I studied photography in college and have participated in numerous workshops but the wildflowers of the California hillsides were my first real teachers of photography. Their breathtaking, ever-changing beauty pulled me into the hills and gave me so many opportunities to practice my craft, spring after spring. They helped me to see how the play of light, color and gesture can make a strong photograph.
In June of 2007 after 31 years of teaching and living in the Salinas Valley, I moved to the Monterey Coast where the magic of shells and seaweed gave new direction to my work. Since that time I have jumped out of bed almost every morning, grabbed my camera and traveled the half mile down my road to see what the tide has brought in.
I have discovered the amazing colors that can be found in tideline treasures at dawn’s light or on those foggy days that so often roll in along our coast. I could walk past the same shell or seaweed on a sunny day and little of the brilliance would be revealed. All colors in these photographs are courtesy of Mother Nature and are true to what I saw.
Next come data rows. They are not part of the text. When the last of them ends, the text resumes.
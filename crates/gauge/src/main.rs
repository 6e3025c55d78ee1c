use gauge_core::init_logging;

mod app;
pub(crate) mod color;
mod commands;
mod payload;
mod render;
mod table;

fn main() {
    let app = app::build_cli();
    let matches = app.get_matches();

    // Handle --no-color before any output
    if matches.get_flag("no-color") {
        color::set_no_color();
    }

    let verbose = matches.get_flag("verbose");
    let config = commands::load_config_with_warning();
    if let Ok(paths) = commands::resolve_paths(&config) {
        init_logging(&paths, verbose);
    }

    if let Err(e) = commands::run_command(&matches, &config) {
        // Error already printed to user via eprintln! in command handlers.
        // In verbose mode, JSON logs were also emitted.
        // Exit with non-zero code without printing Rust's Debug representation.
        drop(e);
        std::process::exit(1);
    }
}
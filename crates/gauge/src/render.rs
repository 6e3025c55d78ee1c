//! Statusline rendering.
//!
//! Pure functions from cached data to the single output line. The render
//! path never fails: segments with no data drop out, and a line with no
//! segments at all becomes a neutral loading placeholder so a cold start
//! is distinguishable from known-but-stale data.

use gauge_config::GaugeConfig;
use gauge_core::broker::{SessionRecord, SourceId};
use gauge_core::cache::{BillingData, CacheDocument, ContextData, GitData, ModelData, QuotaData};
use gauge_core::freshness::{self, Category, IndicatorContext};
use gauge_core::transcript::CostEstimate;
use gauge_core::urgency::UrgencyLevel;

pub const LOADING_PLACEHOLDER: &str = "loading…";

/// Everything one render needs, lifted out of the cache document.
#[derive(Debug, Default)]
pub struct Snapshot {
    pub model: Option<ModelData>,
    pub git: Option<GitData>,
    pub context: Option<ContextData>,
    pub cost: Option<CostEstimate>,
    pub billing: Option<BillingData>,
    pub billing_at: Option<u64>,
    pub billing_context: IndicatorContext,
    pub quota: Option<QuotaData>,
    pub quota_at: Option<u64>,
    pub quota_context: IndicatorContext,
    pub notification: Option<String>,
}

impl Snapshot {
    /// Lift a session's view out of the shared cache document. Session-scoped
    /// entries belonging to another context read as absent.
    pub fn from_document(doc: &CacheDocument, session: &SessionRecord) -> Self {
        let key = session.context_key();
        let scoped = |id: SourceId| doc.source_in_context(id.as_str(), &key);
        let global = |id: SourceId| doc.source(id.as_str());

        Self {
            model: scoped(SourceId::Model).and_then(|entry| entry.data.as_model().cloned()),
            git: scoped(SourceId::Git).and_then(|entry| entry.data.as_git().cloned()),
            context: scoped(SourceId::Context).and_then(|entry| entry.data.as_context().cloned()),
            cost: scoped(SourceId::Transcript)
                .and_then(|entry| entry.data.as_transcript().cloned()),
            billing: global(SourceId::Billing).and_then(|entry| entry.data.as_billing().cloned()),
            billing_at: global(SourceId::Billing).map(|entry| entry.fetched_at),
            billing_context: IndicatorContext::default(),
            quota: global(SourceId::Quota).and_then(|entry| entry.data.as_quota().cloned()),
            quota_at: global(SourceId::Quota).map(|entry| entry.fetched_at),
            quota_context: IndicatorContext::default(),
            notification: None,
        }
    }
}

/// Render the configured segments into the output line.
pub fn render_line(config: &GaugeConfig, snapshot: &Snapshot, now_ms: u64) -> String {
    let mut parts: Vec<String> = Vec::new();
    for name in config.statusline.segments() {
        let rendered = match name {
            "model" => model_segment(snapshot),
            "git" => git_segment(snapshot),
            "context" => context_segment(snapshot),
            "cost" => cost_segment(snapshot),
            "billing" => billing_segment(snapshot, now_ms),
            "quota" => quota_segment(snapshot, now_ms),
            other => {
                tracing::debug!(event = "cli.render.unknown_segment", segment = other);
                None
            }
        };
        if let Some(text) = rendered {
            parts.push(text);
        }
    }
    if let Some(notification) = &snapshot.notification {
        parts.push(format!("⇄ {notification}"));
    }
    if parts.is_empty() {
        return LOADING_PLACEHOLDER.to_string();
    }
    parts.join(config.statusline.separator())
}

fn model_segment(snapshot: &Snapshot) -> Option<String> {
    let model = snapshot.model.as_ref()?;
    let name = model.display_name.as_deref().or(model.id.as_deref())?;
    Some(format!("🤖 {name}"))
}

fn git_segment(snapshot: &Snapshot) -> Option<String> {
    let git = snapshot.git.as_ref()?;
    let branch = git.branch.as_deref().unwrap_or("(no branch)");
    let mut text = format!("🌿 {branch}");
    if git.is_dirty() {
        text.push('*');
    }
    if git.ahead > 0 {
        text.push_str(&format!(" ↑{}", git.ahead));
    }
    if git.behind > 0 {
        text.push_str(&format!(" ↓{}", git.behind));
    }
    if git.conflicted > 0 {
        text.push_str(&format!(" !{}", git.conflicted));
    }
    Some(text)
}

fn context_segment(snapshot: &Snapshot) -> Option<String> {
    let context = snapshot.context.as_ref()?;
    let pct = context_pct(context)?;
    Some(format!("🧵 {pct:.0}%"))
}

fn context_pct(context: &ContextData) -> Option<f64> {
    context.used_pct.or(match (context.used_tokens, context.max_tokens) {
        (Some(used), Some(max)) if max > 0 => Some(used as f64 / max as f64 * 100.0),
        _ => None,
    })
}

fn cost_segment(snapshot: &Snapshot) -> Option<String> {
    let estimate = snapshot.cost.as_ref()?;
    Some(format!("💰 ${:.2}", estimate.cost_usd))
}

fn billing_segment(snapshot: &Snapshot, now_ms: u64) -> Option<String> {
    let billing = snapshot.billing.as_ref()?;
    let glyph = freshness::context_aware_indicator_at(
        now_ms,
        snapshot.billing_at,
        Category::BillingCcusage,
        snapshot.billing_context,
    )
    .glyph();
    Some(format!("💳 ${:.2}{glyph}", billing.cost_today))
}

fn quota_segment(snapshot: &Snapshot, now_ms: u64) -> Option<String> {
    let quota = snapshot.quota.as_ref()?;
    let staleness = freshness::context_aware_indicator_at(
        now_ms,
        snapshot.quota_at,
        Category::QuotaSubscription,
        snapshot.quota_context,
    )
    .glyph();
    // Urgency escalation reuses the alert glyphs so the line stays terse
    let urgency = match quota.urgency_level {
        UrgencyLevel::Low | UrgencyLevel::Medium => "",
        UrgencyLevel::High => "⚠",
        UrgencyLevel::Urgent => "🔺",
    };
    Some(format!("⚡ {:.0}{urgency}{staleness}", quota.urgency_score))
}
At times I feel like an archaeologist discovering masterpieces created long ago. When I see the shadow of a face in a shell, I am reminded of how the Native People of this region lived their lives so connected to the land, the sea and the tides.
Everyday is special, but low tides allow me a glimpse of a part of the shore that gets revealed only once in awhile. I experience it as an intimate invitation. I am drawn to using a macro lens. It allows me to get close, to see more of the essence.
For me, photography is not so much a capturing of an image but more a sharing of an experience, a feeling, a moment in time. I am often reminded, especially during this time of great change, how fleeting these moments can be. Several of these pictures were taken a moment before I had to jump back from a wave and watch my subject be washed out to sea.